It's a sensible option, even when not everyone can really use it. Linux distros are routinely transfered via torrent, so why not other massive, open-licensed data?

Oh as an option, yeah I agree it makes a ton of sense. I just would expect a very, very small percentage of people to use the torrent over the direct download. With Linux distros, the vast majority of downloads still come from standard web servers. When I download distro images I opt for torrents, but very few people do the same

> very small percentage of people to use the torrent over the direct download

BitTorrent protocol is IMO better for downloading large files. When I want to download something which exceeds couple GB, and I see two links direct download and BitTorrent, I always click on the torrent.

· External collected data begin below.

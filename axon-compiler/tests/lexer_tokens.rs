use std::path::PathBuf;

use axon_compiler::{Lexer, SourceFile, SourceId, TokenKind};

fn lex(source: &str) -> (Vec<TokenKind>, Vec<String>) {
    let file = SourceFile::new(SourceId(0), PathBuf::from("test.ax"), source.to_string());
    let mut lexer = Lexer::new(&file);
    let kinds = lexer
        .tokenize_all()
        .into_iter()
        .map(|token| token.kind)
        .collect();
    let messages = lexer
        .diagnostics()
        .entries()
        .iter()
        .map(|diagnostic| diagnostic.message.clone())
        .collect();
    (kinds, messages)
}

#[test]
fn lexes_a_single_integer() {
    let (kinds, messages) = lex("42");
    assert_eq!(kinds, vec![TokenKind::IntegerLiteral(42), TokenKind::Eof]);
    assert!(messages.is_empty(), "unexpected diagnostics: {messages:?}");
}

#[test]
fn decodes_radix_literals() {
    let (kinds, messages) = lex("0xFF 0b1010 0o17");
    assert_eq!(
        kinds,
        vec![
            TokenKind::IntegerLiteral(255),
            TokenKind::IntegerLiteral(10),
            TokenKind::IntegerLiteral(15),
            TokenKind::Eof,
        ]
    );
    assert!(messages.is_empty(), "unexpected diagnostics: {messages:?}");
}

#[test]
fn decodes_floats_and_exponents() {
    let (kinds, _) = lex("3.14 1e3 2.5e-1 .5");
    assert_eq!(
        kinds,
        vec![
            TokenKind::FloatLiteral(3.14),
            TokenKind::FloatLiteral(1e3),
            TokenKind::FloatLiteral(2.5e-1),
            TokenKind::FloatLiteral(0.5),
            TokenKind::Eof,
        ]
    );
}

#[test]
fn bare_dot_is_left_to_the_punctuator() {
    let (kinds, _) = lex("a.b");
    assert_eq!(
        kinds,
        vec![
            TokenKind::Identifier,
            TokenKind::Dot,
            TokenKind::Identifier,
            TokenKind::Eof,
        ]
    );
}

#[test]
fn empty_source_is_a_lone_eof() {
    let (kinds, messages) = lex("");
    assert_eq!(kinds, vec![TokenKind::Eof]);
    assert!(messages.is_empty());
}

#[test]
fn comments_and_blank_lines_lex_to_eof() {
    let (kinds, messages) = lex("# a comment\n\n   \n# another\n");
    assert_eq!(kinds, vec![TokenKind::Eof]);
    assert!(messages.is_empty());
}

#[test]
fn blocks_emit_balanced_indents_and_dedents() {
    let source = "fn f():\n    if x:\n        y\n    z\n";
    let (kinds, messages) = lex(source);
    let indents = kinds
        .iter()
        .filter(|kind| matches!(kind, TokenKind::Indent))
        .count();
    let dedents = kinds
        .iter()
        .filter(|kind| matches!(kind, TokenKind::Dedent))
        .count();
    assert_eq!(indents, 2);
    assert_eq!(indents, dedents);
    assert!(matches!(kinds.last(), Some(TokenKind::Eof)));
    assert!(messages.is_empty(), "unexpected diagnostics: {messages:?}");
}

#[test]
fn eof_flushes_open_indentation() {
    let (kinds, _) = lex("fn f():\n    return 1");
    let dedents = kinds
        .iter()
        .filter(|kind| matches!(kind, TokenKind::Dedent))
        .count();
    assert_eq!(dedents, 1);
    assert!(matches!(kinds.last(), Some(TokenKind::Eof)));
}

#[test]
fn tab_counts_as_four_spaces() {
    let spaces = lex("if x:\n    y\n").0;
    let tab = lex("if x:\n\ty\n").0;
    assert_eq!(spaces, tab);
}

#[test]
fn inconsistent_dedent_reports_and_continues() {
    let source = "fn f():\n    let x = 1\n   let y = 2\n";
    let (kinds, messages) = lex(source);
    assert!(
        messages
            .iter()
            .any(|message| message.contains("Inconsistent indentation")),
        "missing indentation diagnostic: {messages:?}"
    );
    // The remainder of the file is still tokenized.
    let identifiers = kinds
        .iter()
        .filter(|kind| matches!(kind, TokenKind::Identifier))
        .count();
    assert!(identifiers >= 3, "lexing stopped early: {kinds:?}");
    assert!(matches!(kinds.last(), Some(TokenKind::Eof)));
}

#[test]
fn unterminated_string_reports_and_continues() {
    let (kinds, messages) = lex("let s = \"oops\nlet t = 1\n");
    assert!(
        messages
            .iter()
            .any(|message| message.contains("Unterminated string literal")),
        "missing diagnostic: {messages:?}"
    );
    assert!(kinds.contains(&TokenKind::IntegerLiteral(1)));
    assert!(matches!(kinds.last(), Some(TokenKind::Eof)));
}

#[test]
fn unexpected_character_reports_and_continues() {
    let (kinds, messages) = lex("let x = 1 $ 2\n");
    assert!(
        messages
            .iter()
            .any(|message| message.contains("Unexpected character '$'")),
        "missing diagnostic: {messages:?}"
    );
    assert!(kinds.contains(&TokenKind::IntegerLiteral(2)));
}

#[test]
fn decodes_escape_sequences() {
    let (kinds, _) = lex(r#""a\n\t\\\"b\0""#);
    match &kinds[0] {
        TokenKind::StringLiteral { value, fstring } => {
            assert_eq!(value, "a\n\t\\\"b\0");
            assert!(!fstring);
        }
        other => panic!("expected string literal, got {other:?}"),
    }
}

#[test]
fn unknown_escape_is_preserved_verbatim() {
    let (kinds, messages) = lex(r#""a\qb""#);
    match &kinds[0] {
        TokenKind::StringLiteral { value, .. } => assert_eq!(value, "a\\qb"),
        other => panic!("expected string literal, got {other:?}"),
    }
    assert!(messages.is_empty());
}

#[test]
fn triple_quoted_string_spans_newlines() {
    let (kinds, messages) = lex("\"\"\"line one\nline two\"\"\"");
    match &kinds[0] {
        TokenKind::StringLiteral { value, .. } => assert_eq!(value, "line one\nline two"),
        other => panic!("expected string literal, got {other:?}"),
    }
    assert!(messages.is_empty());
}

#[test]
fn fstring_prefix_sets_the_flag() {
    let (kinds, _) = lex("f\"x = {x}\"");
    match &kinds[0] {
        TokenKind::StringLiteral { value, fstring } => {
            // Interpolation is not spliced here; the raw body is observed.
            assert_eq!(value, "x = {x}");
            assert!(fstring);
        }
        other => panic!("expected string literal, got {other:?}"),
    }
}

#[test]
fn single_quoted_strings_work() {
    let (kinds, _) = lex("'hi'");
    match &kinds[0] {
        TokenKind::StringLiteral { value, .. } => assert_eq!(value, "hi"),
        other => panic!("expected string literal, got {other:?}"),
    }
}

#[test]
fn line_continuation_joins_lines() {
    let (kinds, _) = lex("1 \\\n+ 2\n");
    assert_eq!(
        kinds,
        vec![
            TokenKind::IntegerLiteral(1),
            TokenKind::Plus,
            TokenKind::IntegerLiteral(2),
            TokenKind::Newline,
            TokenKind::Eof,
        ]
    );
}

#[test]
fn greedy_operator_matching() {
    let (kinds, _) = lex("** == != <= >= << >> -> => :: .. ... += -= *= /= %=");
    assert_eq!(
        kinds,
        vec![
            TokenKind::StarStar,
            TokenKind::EqualEqual,
            TokenKind::BangEqual,
            TokenKind::LessEqual,
            TokenKind::GreaterEqual,
            TokenKind::ShiftLeft,
            TokenKind::ShiftRight,
            TokenKind::Arrow,
            TokenKind::FatArrow,
            TokenKind::ColonColon,
            TokenKind::DotDot,
            TokenKind::DotDotDot,
            TokenKind::PlusEqual,
            TokenKind::MinusEqual,
            TokenKind::StarEqual,
            TokenKind::SlashEqual,
            TokenKind::PercentEqual,
            TokenKind::Eof,
        ]
    );
}

#[test]
fn bare_bang_is_an_error() {
    let (_, messages) = lex("!x");
    assert!(messages
        .iter()
        .any(|message| message.contains("Unexpected character '!'")));
}

#[test]
fn doubling_interior_spaces_does_not_change_the_stream() {
    let compact = lex("fn f(a: i64) -> i64:\n    return a + 1\n").0;
    let spaced = lex("fn  f(a:  i64)  ->  i64:\n    return  a  +  1\n").0;
    assert_eq!(compact, spaced);
}

#[test]
fn keywords_are_distinguished_from_identifiers() {
    use axon_compiler::Keyword;
    let (kinds, _) = lex("fn let letter true None self Self");
    assert_eq!(
        kinds,
        vec![
            TokenKind::Keyword(Keyword::Fn),
            TokenKind::Keyword(Keyword::Let),
            TokenKind::Identifier,
            TokenKind::BooleanLiteral(true),
            TokenKind::NoneLiteral,
            TokenKind::Keyword(Keyword::SelfValue),
            TokenKind::Keyword(Keyword::SelfType),
            TokenKind::Eof,
        ]
    );
}

#[test]
fn locations_are_one_based() {
    let file = SourceFile::new(
        SourceId(0),
        PathBuf::from("test.ax"),
        "let x = 1\n".to_string(),
    );
    let mut lexer = Lexer::new(&file);
    let tokens = lexer.tokenize_all();
    assert_eq!(tokens[0].location.line, 1);
    assert_eq!(tokens[0].location.column, 1);
    assert_eq!(tokens[1].location.column, 5);
    assert_eq!(tokens[1].location.offset, 4);
}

On paper, HTTP supports range requests to resume partial downloads. IME, it seems modern web browsers neglected to implement it properly. They won’t resume after browser is reopened, or the computer is restarted. Command-line HTTP clients like wget are more reliable, however many web servers these days require some session cookies or one-time query string tokens, and it’s hard to pass that stuff from browser to command-line.

I live in Montenegro, CDN connectivity is not great here. Only a few of them like steam and GOG saturate my 300 megabit/sec download link. Others are much slower, e.g. windows updates download at about 100 megabit/sec. BitTorrent protocol almost always delivers the 300 megabit/sec bandwidth.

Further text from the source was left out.